> **Your goal**:
Only one stretch of the data below is wanted: the lines from the one with "const LXC_CONFIG_BASE: &str" through the one with "lxc.cgroup.devices.allow = c 5:1 rwm", repeated exactly.
··· Data
// File templates written into each container: LXC configuration, fstab,
// and the /etc network files that bypass DHCP inside the container.

use crate::net::ipam::Cidr;
use std::net::Ipv4Addr;

/// Base LXC configuration shared by every container. Container-specific
/// lines (network link, veth pair name, rootfs, utsname, fstab path) are
/// appended by `render_config`.
const LXC_CONFIG_BASE: &str = "\
lxc.network.type=veth
lxc.network.flags=up

lxc.devttydir=lxc
lxc.tty=4
lxc.pts=1024
lxc.cap.drop=sys_module mac_admin mac_override
lxc.pivotdir=lxc_putold

lxc.cgroup.devices.deny = a

# Allow any mknod (but not using the node)
lxc.cgroup.devices.allow = c *:* m
lxc.cgroup.devices.allow = b *:* m
# /dev/null and zero
lxc.cgroup.devices.allow = c 1:3 rwm
lxc.cgroup.devices.allow = c 1:5 rwm
# consoles
lxc.cgroup.devices.allow = c 5:1 rwm
lxc.cgroup.devices.allow = c 5:0 rwm
# /dev/{,u}random
lxc.cgroup.devices.allow = c 1:9 rwm
lxc.cgroup.devices.allow = c 1:8 rwm
lxc.cgroup.devices.allow = c 136:* rwm
lxc.cgroup.devices.allow = c 5:2 rwm
# rtc
lxc.cgroup.devices.allow = c 254:0 rwm
#fuse
lxc.cgroup.devices.allow = c 10:229 rwm
#tun
lxc.cgroup.devices.allow = c 10:200 rwm
#full
lxc.cgroup.devices.allow = c 1:7 rwm
#hpet
lxc.cgroup.devices.allow = c 10:228 rwm
#kvm
lxc.cgroup.devices.allow = c 10:232 rwm
lxc.arch=amd64
";

pub fn render_config(name: &str, bridge: &str, rootfs: &str, fstab: &str) -> String {
    format!(
        "{}lxc.network.link={}\nlxc.network.veth.pair={}veth\nlxc.rootfs={}\nlxc.utsname={}\nlxc.mount={}\n",
        LXC_CONFIG_BASE, bridge, name, rootfs, name, fstab
    )
}

pub fn render_fstab() -> String {
    "proc         proc         proc  nodev,noexec,nosuid 0 0\n\
     sysfs        sys          sysfs defaults 0 0\n"
        .to_string()
}

/// /etc/network/interfaces content pinning the container's address.
pub fn render_interfaces(address: Ipv4Addr, cidr: &Cidr) -> String {
    format!(
        "auto lo\n\
         iface lo inet loopback\n\
         \n\
         auto eth0\n\
         iface eth0 inet static\n\
         address {}\n\
         netmask {}\n\
         network {}\n\
         broadcast {}\n\
         gateway {}\n",
        address,
        cidr.netmask(),
        cidr.network(),
        cidr.broadcast(),
        cidr.gateway()
    )
}

pub fn render_hosts(name: &str) -> String {
    format!(
        "127.0.0.1   localhost\n\
         127.0.1.1   {}\n\
         \n\
         ::1     ip6-localhost ip6-loopback\n\
         fe00::0 ip6-localnet\n\
         ff00::0 ip6-mcastprefix\n\
         ff02::1 ip6-allnodes\n\
         ff02::2 ip6-allrouters\n",
        name
    )
}

/// Startup script installed with `--script`: keeps the container alive so
/// it can be entered later.
pub fn render_run_script() -> String {
    "#!/bin/sh\n# Keep container running.\ncat\n".to_string()
}
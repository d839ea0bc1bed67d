//! Parser turning a directive string into a [`SyncRepl`].
use tracing::{debug, trace};

use crate::{
	config::{ParserConfig, UnknownOptions},
	error::{Error, ErrorList},
	interval::Interval,
	keepalive::KeepAlive,
	keyword::Keyword,
	lexer::{Clause, Lexer},
	number::parse_decimal,
	options::{BindMethod, SchemaChecking, Scope, StartTls, SyncData, TlsCrlCheck, TlsReqCert, Type},
	provider::Provider,
	retry::Retry,
	syncrepl::SyncRepl,
};

/// Parser for syncrepl directives.
///
/// The parser holds no state between calls, so a single instance can be
/// shared between threads.
#[derive(Debug, Clone, Default)]
pub struct SyncReplParser {
	/// How to treat unknown options and errors
	config: ParserConfig,
}

impl SyncReplParser {
	/// Create a parser with the given configuration.
	#[must_use]
	pub fn new(config: ParserConfig) -> Self {
		Self { config }
	}

	/// The configuration in use.
	#[must_use]
	pub fn config(&self) -> &ParserConfig {
		&self.config
	}

	/// Parse a directive.
	///
	/// Returns `Ok(None)` if the directive is blank or contains no option the
	/// parser recognizes. Errors in option values are collected over the whole
	/// directive: a single error is returned as is, several as
	/// [`Error::Directive`]. With [`ParserConfig::fail_fast`] set, the first
	/// error is returned right away.
	pub fn parse(&self, directive: &str) -> Result<Option<SyncRepl>, Error> {
		let mut syncrepl = SyncRepl::empty();
		let mut recognized = false;
		let mut errors = Vec::new();

		for clause in Lexer::new(directive) {
			let result = match clause {
				Ok(clause) => match Keyword::from_name(clause.key) {
					Some(keyword) => {
						recognized = true;
						apply(&mut syncrepl, keyword, clause)
					}
					None => self.unknown(&clause),
				},
				Err(err) => Err(err),
			};

			if let Err(err) = result {
				if self.config.fail_fast {
					return Err(err);
				}
				errors.push(err);
			}
		}

		if errors.len() > 1 {
			return Err(Error::Directive(ErrorList(errors)));
		}
		if let Some(err) = errors.pop() {
			return Err(err);
		}
		if !recognized {
			debug!("No syncrepl option found in directive");
		}
		Ok(recognized.then_some(syncrepl))
	}

	/// Handle an option name that isn't a [`Keyword`].
	fn unknown(&self, clause: &Clause<'_>) -> Result<(), Error> {
		match self.config.unknown_options {
			UnknownOptions::Ignore => {
				debug!("Ignoring unknown option '{}'", clause.key);
				Ok(())
			}
			UnknownOptions::Reject => Err(Error::UnknownOption(clause.key.to_owned())),
		}
	}
}

/// Parse a directive with the default [`ParserConfig`].
pub fn parse(directive: &str) -> Result<Option<SyncRepl>, Error> {
	SyncReplParser::default().parse(directive)
}

/// Store one option in `syncrepl`.
fn apply(syncrepl: &mut SyncRepl, keyword: Keyword, clause: Clause<'_>) -> Result<(), Error> {
	trace!(option = keyword.as_str(), position = clause.position, "Parsing option");

	if keyword.is_flag() {
		return match clause.value {
			None => {
				syncrepl.attrs_only = true;
				Ok(())
			}
			Some(value) => Err(Error::invalid(keyword.as_str(), &value, "no value")),
		};
	}

	let value = match clause.value {
		Some(value) if !value.is_empty() => value,
		_ => {
			return Err(Error::MissingValue {
				option: clause.key.to_owned(),
				position: clause.position,
			})
		}
	};

	match keyword {
		Keyword::Rid => set(&mut syncrepl.rid, keyword, value),
		Keyword::Provider => set(&mut syncrepl.provider, keyword, Provider::parse(&value)?),
		Keyword::SearchBase => set(&mut syncrepl.search_base, keyword, value),
		Keyword::Type => set(&mut syncrepl.ty, keyword, Type::parse(&value)?),
		Keyword::Interval => set(&mut syncrepl.interval, keyword, Interval::parse(&value)?),
		Keyword::Retry => set(&mut syncrepl.retry, keyword, Retry::parse(&value)?),
		Keyword::Filter => set(&mut syncrepl.filter, keyword, value),
		Keyword::Scope => set(&mut syncrepl.scope, keyword, Scope::parse(&value)?),
		Keyword::Attrs => {
			let attributes: Vec<String> =
				value.split(',').map(str::trim).filter(|attr| !attr.is_empty()).map(str::to_owned).collect();
			if attributes.is_empty() {
				return Err(Error::MissingValue {
					option: clause.key.to_owned(),
					position: clause.position,
				});
			}
			syncrepl.attributes.extend(attributes);
		}
		// Handled above
		Keyword::AttrsOnly => {}
		Keyword::SizeLimit => set(&mut syncrepl.size_limit, keyword, number("size limit", &value)?),
		Keyword::TimeLimit => set(&mut syncrepl.time_limit, keyword, number("time limit", &value)?),
		Keyword::SchemaChecking => {
			set(&mut syncrepl.schema_checking, keyword, SchemaChecking::parse(&value)?);
		}
		Keyword::NetworkTimeout => {
			set(&mut syncrepl.network_timeout, keyword, number("network timeout", &value)?);
		}
		Keyword::Timeout => set(&mut syncrepl.timeout, keyword, number("timeout", &value)?),
		Keyword::BindMethod => {
			set(&mut syncrepl.bind_method, keyword, BindMethod::parse(&value)?);
		}
		Keyword::BindDn => set(&mut syncrepl.bind_dn, keyword, value),
		Keyword::SaslMech => set(&mut syncrepl.sasl_mech, keyword, value),
		Keyword::AuthcId => set(&mut syncrepl.authcid, keyword, value),
		Keyword::AuthzId => set(&mut syncrepl.authzid, keyword, value),
		Keyword::Credentials => set(&mut syncrepl.credentials, keyword, value),
		Keyword::Realm => set(&mut syncrepl.realm, keyword, value),
		Keyword::SecProps => set(&mut syncrepl.sec_props, keyword, value),
		Keyword::KeepAlive => set(&mut syncrepl.keep_alive, keyword, KeepAlive::parse(&value)?),
		Keyword::StartTls => set(&mut syncrepl.start_tls, keyword, StartTls::parse(&value)?),
		Keyword::TlsCert => set(&mut syncrepl.tls_cert, keyword, value),
		Keyword::TlsKey => set(&mut syncrepl.tls_key, keyword, value),
		Keyword::TlsCacert => set(&mut syncrepl.tls_cacert, keyword, value),
		Keyword::TlsCacertDir => set(&mut syncrepl.tls_cacert_dir, keyword, value),
		Keyword::TlsReqCert => {
			set(&mut syncrepl.tls_reqcert, keyword, TlsReqCert::parse(&value)?);
		}
		Keyword::TlsCipherSuite => set(&mut syncrepl.tls_cipher_suite, keyword, value),
		Keyword::TlsCrlCheck => {
			set(&mut syncrepl.tls_crlcheck, keyword, TlsCrlCheck::parse(&value)?);
		}
		Keyword::LogBase => set(&mut syncrepl.log_base, keyword, value),
		Keyword::LogFilter => set(&mut syncrepl.log_filter, keyword, value),
		Keyword::SyncData => set(&mut syncrepl.sync_data, keyword, SyncData::parse(&value)?),
	}
	Ok(())
}

/// Store a value, the last occurrence of an option wins.
fn set<T>(field: &mut Option<T>, keyword: Keyword, value: T) {
	if field.replace(value).is_some() {
		debug!("Option '{}' given more than once, using the last value", keyword.as_str());
	}
}

/// Parse a numeric option.
fn number(kind: &'static str, value: &str) -> Result<u32, Error> {
	parse_decimal(value).ok_or_else(|| Error::invalid(kind, value, "a non-negative integer"))
}
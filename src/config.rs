//! Config for the syncrepl parser.
use serde::{Deserialize, Serialize};

/// Parser configuration.
#[derive(Deserialize, Serialize, Clone, Debug, Default, PartialEq, Eq)]
pub struct ParserConfig {
	/// What to do with option names the parser doesn't know
	#[serde(default)]
	pub unknown_options: UnknownOptions,
	/// Stop at the first error instead of reporting all errors of a directive
	#[serde(default)]
	pub fail_fast: bool,
}

/// Handling of unrecognized option names.
#[derive(Clone, Copy, Debug, Default, PartialEq, Eq, Serialize, Deserialize)]
#[serde(rename_all = "snake_case")]
pub enum UnknownOptions {
	/// Skip them, so directives written for newer OpenLDAP versions still
	/// parse
	#[default]
	Ignore,
	/// Report them as [`Error::UnknownOption`](crate::Error::UnknownOption)
	Reject,
}
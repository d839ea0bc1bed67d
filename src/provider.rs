//! The `provider` option: the URL of the server a consumer replicates from.
use std::{fmt, str::FromStr};

use serde::Serialize;
use url::Url;

use crate::error::Error;

/// Expected syntax, used in error messages
const EXPECTED: &str = "ldap[s]://host[:port]";

/// An LDAP URL pointing at the replication provider.
#[derive(Debug, Clone, PartialEq, Eq, Hash, Serialize)]
#[serde(into = "String")]
pub struct Provider {
	/// Whether the `ldaps` scheme is used
	ldaps: bool,
	/// Host name or address, as written
	host: String,
	/// Port, if one was given
	port: Option<u16>,
}

impl Provider {
	/// Value of [`Provider::port`] when the URL carries no port.
	pub const NO_PORT: Option<u16> = None;

	/// Parse a provider URL of the form `ldap[s]://host[:port]`. The scheme is
	/// matched case-insensitively.
	pub fn parse(s: &str) -> Result<Self, Error> {
		let invalid = || Error::invalid("provider", s, EXPECTED);

		// `Url` reads an empty port as no port at all
		let authority = s
			.split_once("://")
			.map_or("", |(_, rest)| rest.split_once('/').map_or(rest, |(authority, _)| authority));
		if authority.ends_with(':') {
			return Err(invalid());
		}

		let url = Url::parse(s).map_err(|_| invalid())?;
		let ldaps = match url.scheme() {
			"ldap" => false,
			"ldaps" => true,
			_ => return Err(invalid()),
		};
		let host = match url.host_str() {
			Some(host) if !host.is_empty() => host.to_owned(),
			_ => return Err(invalid()),
		};
		if !url.username().is_empty()
			|| url.password().is_some()
			|| !matches!(url.path(), "" | "/")
			|| url.query().is_some()
			|| url.fragment().is_some()
		{
			return Err(invalid());
		}

		Ok(Self { ldaps, host, port: url.port() })
	}

	/// Whether the provider is contacted over LDAPS.
	#[must_use]
	pub fn is_ldaps(&self) -> bool {
		self.ldaps
	}

	/// The provider host.
	#[must_use]
	pub fn host(&self) -> &str {
		&self.host
	}

	/// The provider port, or [`Provider::NO_PORT`].
	#[must_use]
	pub fn port(&self) -> Option<u16> {
		self.port
	}

	/// Convert to a [`Url`], e.g. for handing to an LDAP client.
	pub fn to_url(&self) -> Result<Url, Error> {
		let s = self.to_string();
		Url::parse(&s).map_err(|_| Error::invalid("provider", &s, EXPECTED))
	}
}

impl FromStr for Provider {
	type Err = Error;

	fn from_str(s: &str) -> Result<Self, Self::Err> {
		Self::parse(s)
	}
}

impl fmt::Display for Provider {
	fn fmt(&self, f: &mut fmt::Formatter<'_>) -> fmt::Result {
		let scheme = if self.ldaps { "ldaps" } else { "ldap" };
		write!(f, "{scheme}://{}", self.host)?;
		if let Some(port) = self.port {
			write!(f, ":{port}")?;
		}
		Ok(())
	}
}

impl From<Provider> for String {
	fn from(provider: Provider) -> Self {
		provider.to_string()
	}
}

#[cfg(test)]
mod tests {
	use super::Provider;
	use crate::error::Error;

	#[test]
	fn canonical_forms_round_trip() -> Result<(), Box<dyn std::error::Error>> {
		for s in ["ldap://localhost", "ldap://localhost:389", "ldaps://localhost:636"] {
			assert_eq!(Provider::parse(s)?.to_string(), s);
		}
		Ok(())
	}

	#[test]
	fn scheme_is_case_insensitive() -> Result<(), Box<dyn std::error::Error>> {
		assert_eq!(Provider::parse("LDAP://host")?.to_string(), "ldap://host");
		let provider = Provider::parse("LDAPS://host:1")?;
		assert!(provider.is_ldaps());
		assert_eq!(provider.to_string(), "ldaps://host:1");
		Ok(())
	}

	#[test]
	fn fields() -> Result<(), Box<dyn std::error::Error>> {
		let provider: Provider = "ldap://ldapmaster.symas.com:389".parse()?;
		assert!(!provider.is_ldaps());
		assert_eq!(provider.host(), "ldapmaster.symas.com");
		assert_eq!(provider.port(), Some(389));

		let provider = Provider::parse("ldaps://example.com")?;
		assert_eq!(provider.port(), Provider::NO_PORT);
		Ok(())
	}

	#[test]
	fn trailing_slash_is_dropped() -> Result<(), Box<dyn std::error::Error>> {
		assert_eq!(Provider::parse("ldap://host:389/")?.to_string(), "ldap://host:389");
		Ok(())
	}

	#[test]
	fn rejects_malformed() {
		for s in [
			"",
			"ldap:",
			"ldap://",
			"localhost:389",
			"http://localhost",
			"ldapi://%2Fvar%2Frun%2Fslapd.sock",
			"ldap://localhost:99999",
			"ldap://localhost:",
			"ldaps://localhost:/",
			"ldap://localhost/dc=example,dc=com",
			"ldap://user@localhost",
		] {
			assert!(
				matches!(Provider::parse(s), Err(Error::InvalidFormat { kind: "provider", .. })),
				"{s:?} should be rejected"
			);
		}
	}

	#[test]
	fn to_url() -> Result<(), Box<dyn std::error::Error>> {
		let url = Provider::parse("ldaps://example.com:636")?.to_url()?;
		assert_eq!(url.scheme(), "ldaps");
		assert_eq!(url.host_str(), Some("example.com"));
		assert_eq!(url.port(), Some(636));
		Ok(())
	}
}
······
> **Solution to this exercise**:
const LXC_CONFIG_BASE: &str = "\
lxc.network.type=veth
lxc.network.flags=up

lxc.devttydir=lxc
lxc.tty=4
lxc.pts=1024
lxc.cap.drop=sys_module mac_admin mac_override
lxc.pivotdir=lxc_putold

lxc.cgroup.devices.deny = a

# Allow any mknod (but not using the node)
lxc.cgroup.devices.allow = c *:* m
lxc.cgroup.devices.allow = b *:* m
# /dev/null and zero
lxc.cgroup.devices.allow = c 1:3 rwm
lxc.cgroup.devices.allow = c 1:5 rwm
# consoles
lxc.cgroup.devices.allow = c 5:1 rwm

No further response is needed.